Voyager over the “heliocliff,” but Solar System transition mysterious

Ars Technica » Scientific Method 2013-03-20

Where does our Solar System end? If you define it in terms of the Sun's gravitational influence, then it's the edge of the Oort cloud, a collection icy bodies that stretches over two light years from the Sun. You could also place it at the orbit of the last dwarf planet that roams the Kuiper belt. But if you want to define it where the Sun's energy directly affects the environment, then you'd place it at the edge of the heliosheath, where the solar wind and the Sun's magnetic field fall off, and the environment is dominated by the energetic particles of the interstellar medium.

That boundary, called the heliopause, was approached by the most distant man-made object around: Voyager 1. And, in December, researchers held a press conference to announce that, rather than crossing a clean boundary, the probe had entered a region near this edge that nobody had predicted.
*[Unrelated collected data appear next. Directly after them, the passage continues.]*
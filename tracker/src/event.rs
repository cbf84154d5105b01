use std::collections::HashMap;

use serde::{Deserialize, Serialize};

/// Tenant key. Events missing it are dropped before dispatch.
pub const SITE_ID_KEY: &str = "page.site_id";

/// Session key used by the customer session processor.
pub const SESSION_UID_KEY: &str = "session.uid";

/// One tracking hit: an immutable flat mapping of dotted keys
/// (`page.product.id`, `session.uid`, ...) to string values. The wire format
/// implies no nesting; processors rebuild structure from the dots.
#[derive(Clone, Debug, Default, PartialEq, Eq, Deserialize, Serialize)]
pub struct TrackedEvent {
    #[serde(flatten)]
    params: HashMap<String, String>,
}

impl TrackedEvent {
    pub fn from_params(params: HashMap<String, String>) -> Self {
        Self { params }
    }

    pub fn get(&self, key: &str) -> Option<&str> {
        self.params.get(key).map(String::as_str)
    }

    /// The tenant owning this hit, if any.
    pub fn site_id(&self) -> Option<&str> {
        self.get(SITE_ID_KEY)
    }

    pub fn session_uid(&self) -> Option<&str> {
        self.get(SESSION_UID_KEY)
    }

    pub fn iter(&self) -> impl Iterator<Item = (&str, &str)> {
        self.params
            .iter()
            .map(|(key, value)| (key.as_str(), value.as_str()))
    }
}
use std::sync::Arc;

use serde_json::{json, Map, Value};

use crate::event::TrackedEvent;
use crate::processors::{Processor, ProcessorSettings};
use crate::store::{Batch, MergeFunction, WriteOperation};
use crate::time::TimeSource;

/// Key prefixes never indexed into the session page structure.
const EXCLUDED_PREFIXES: [&str; 5] = ["page.rum", "page.u", "page.r", "page.r2", "page.order"];

/// Pages kept per session before it is flagged as spam.
const MAX_SESSION_PAGES: usize = 100;

/// Aggregates page visits into one session document per `session.uid`.
///
/// Each hit appends one page entry to the session's `pages` list, capped at
/// [`MAX_SESSION_PAGES`]; past the cap the session is marked `is_spam` and
/// stops growing.
pub struct CustomerSession {
    settings: ProcessorSettings,
    timesource: Arc<dyn TimeSource + Send + Sync>,
}

impl CustomerSession {
    pub fn new(settings: ProcessorSettings, timesource: Arc<dyn TimeSource + Send + Sync>) -> Self {
        Self {
            settings,
            timesource,
        }
    }

    /// Rebuild nested structure from the flat dotted keys, dropping the
    /// excluded prefixes.
    fn nested_params(event: &TrackedEvent) -> Map<String, Value> {
        let mut root = Map::new();
        for (key, value) in event.iter() {
            if EXCLUDED_PREFIXES
                .iter()
                .any(|prefix| key.starts_with(prefix))
            {
                continue;
            }
            Self::assign(&mut root, key, value);
        }
        root
    }

    fn assign(root: &mut Map<String, Value>, key: &str, value: &str) {
        let segments: Vec<&str> = key.split('.').collect();
        let Some((leaf, path)) = segments.split_last() else {
            return;
        };

        let mut container = root;
        for segment in path {
            let slot = container
                .entry((*segment).to_string())
                .or_insert_with(|| Value::Object(Map::new()));
            match slot.as_object_mut() {
                Some(nested) => container = nested,
                // A scalar already occupies this segment; drop the variable
                // rather than clobbering it.
                None => return,
            }
        }
        container.insert((*leaf).to_string(), Value::String(value.to_string()));
    }
}

impl Processor for CustomerSession {
    fn process(&self, event: &TrackedEvent, batch: &mut Batch) {
        // Hits without a session are expected noise, not errors.
        let Some(session_uid) = event.session_uid() else {
            return;
        };

        let params = Self::nested_params(event);
        let page = params
            .get("page")
            .cloned()
            .unwrap_or_else(|| Value::Object(Map::new()));

        let create = json!({
            "session_id": session_uid,
            "session_date": self.timesource.current_time(),
            "pages": [page.clone()],
        });

        batch.push(WriteOperation::Upsert {
            collection: self.settings.collection.clone(),
            id: session_uid.to_string(),
            parent: None,
            merge: MergeFunction::AppendCapped {
                field: "pages".to_string(),
                entry: page,
                cap: MAX_SESSION_PAGES,
                overflow_flag: "is_spam".to_string(),
            },
            create,
        });
    }
}
use time::macros::format_description;
use time::OffsetDateTime;

pub trait TimeSource {
    fn now(&self) -> OffsetDateTime;

    /// Return an ISO timestamp
    fn current_time(&self) -> String {
        self.now()
            .format(&time::format_description::well_known::Iso8601::DEFAULT)
            .expect("failed to iso8601 format timestamp")
    }

    /// UTC calendar day, `yyyy-MM-dd`. Used in daily counter document ids.
    fn current_date(&self) -> String {
        self.now()
            .format(format_description!("[year]-[month]-[day]"))
            .expect("failed to format date")
    }
}

#[derive(Clone)]
pub struct SystemTime {}

impl TimeSource for SystemTime {
    fn now(&self) -> OffsetDateTime {
        OffsetDateTime::now_utc()
    }
}

/// Frozen clock for tests.
#[derive(Clone)]
pub struct FixedTime {
    pub time: OffsetDateTime,
}

impl TimeSource for FixedTime {
    fn now(&self) -> OffsetDateTime {
        self.time
    }
}
use std::future::Future;
use std::sync::Arc;

use tokio::net::TcpListener;

use crate::buffer::EventBuffer;
use crate::config::Config;
use crate::drain::DrainLoop;
use crate::router;
use crate::store::memory::MemoryStore;
use crate::store::print::PrintStore;
use crate::store::{CollectionConfig, DocumentStore};
use crate::time::SystemTime;

fn create_store(config: &Config) -> anyhow::Result<Arc<dyn DocumentStore + Send + Sync>> {
    let configs: Vec<CollectionConfig> = match &config.processor_config {
        Some(path) => serde_json::from_str(&std::fs::read_to_string(path)?)?,
        None => Vec::new(),
    };

    if config.print_store {
        Ok(Arc::new(PrintStore::new(configs)))
    } else {
        Ok(Arc::new(MemoryStore::new(configs)))
    }
}

pub async fn serve<F>(config: Config, listener: TcpListener, shutdown: F)
where
    F: Future<Output = ()> + Send + 'static,
{
    let store = create_store(&config).expect("failed to create document store");
    let buffer = Arc::new(EventBuffer::new());

    let drain = DrainLoop::new(
        buffer.clone(),
        store,
        Arc::new(SystemTime {}),
        config.drain_period.0,
    );
    tokio::spawn(drain.run());

    let app = router::router(buffer, config.export_prometheus);

    tracing::info!(
        "listening on {:?}",
        listener.local_addr().expect("failed to read local address")
    );
    axum::serve(listener, app)
        .with_graceful_shutdown(shutdown)
        .await
        .expect("failed to serve")
}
Today, the paper describing these results was released and, thanks to some public relations confusion, many outlets reported that the probe had left the Solar System entirely.

The evidence of a boundary is very clear in the chart shown below, which maps the particles that Voyager has recorded in its environment over the last year. In blue are low-energy protons emitted by the Sun itself. These fluctuated for a few weeks before dropping off a cliff by over 99 percent. The authors of the paper have termed this transition the "heliocliff."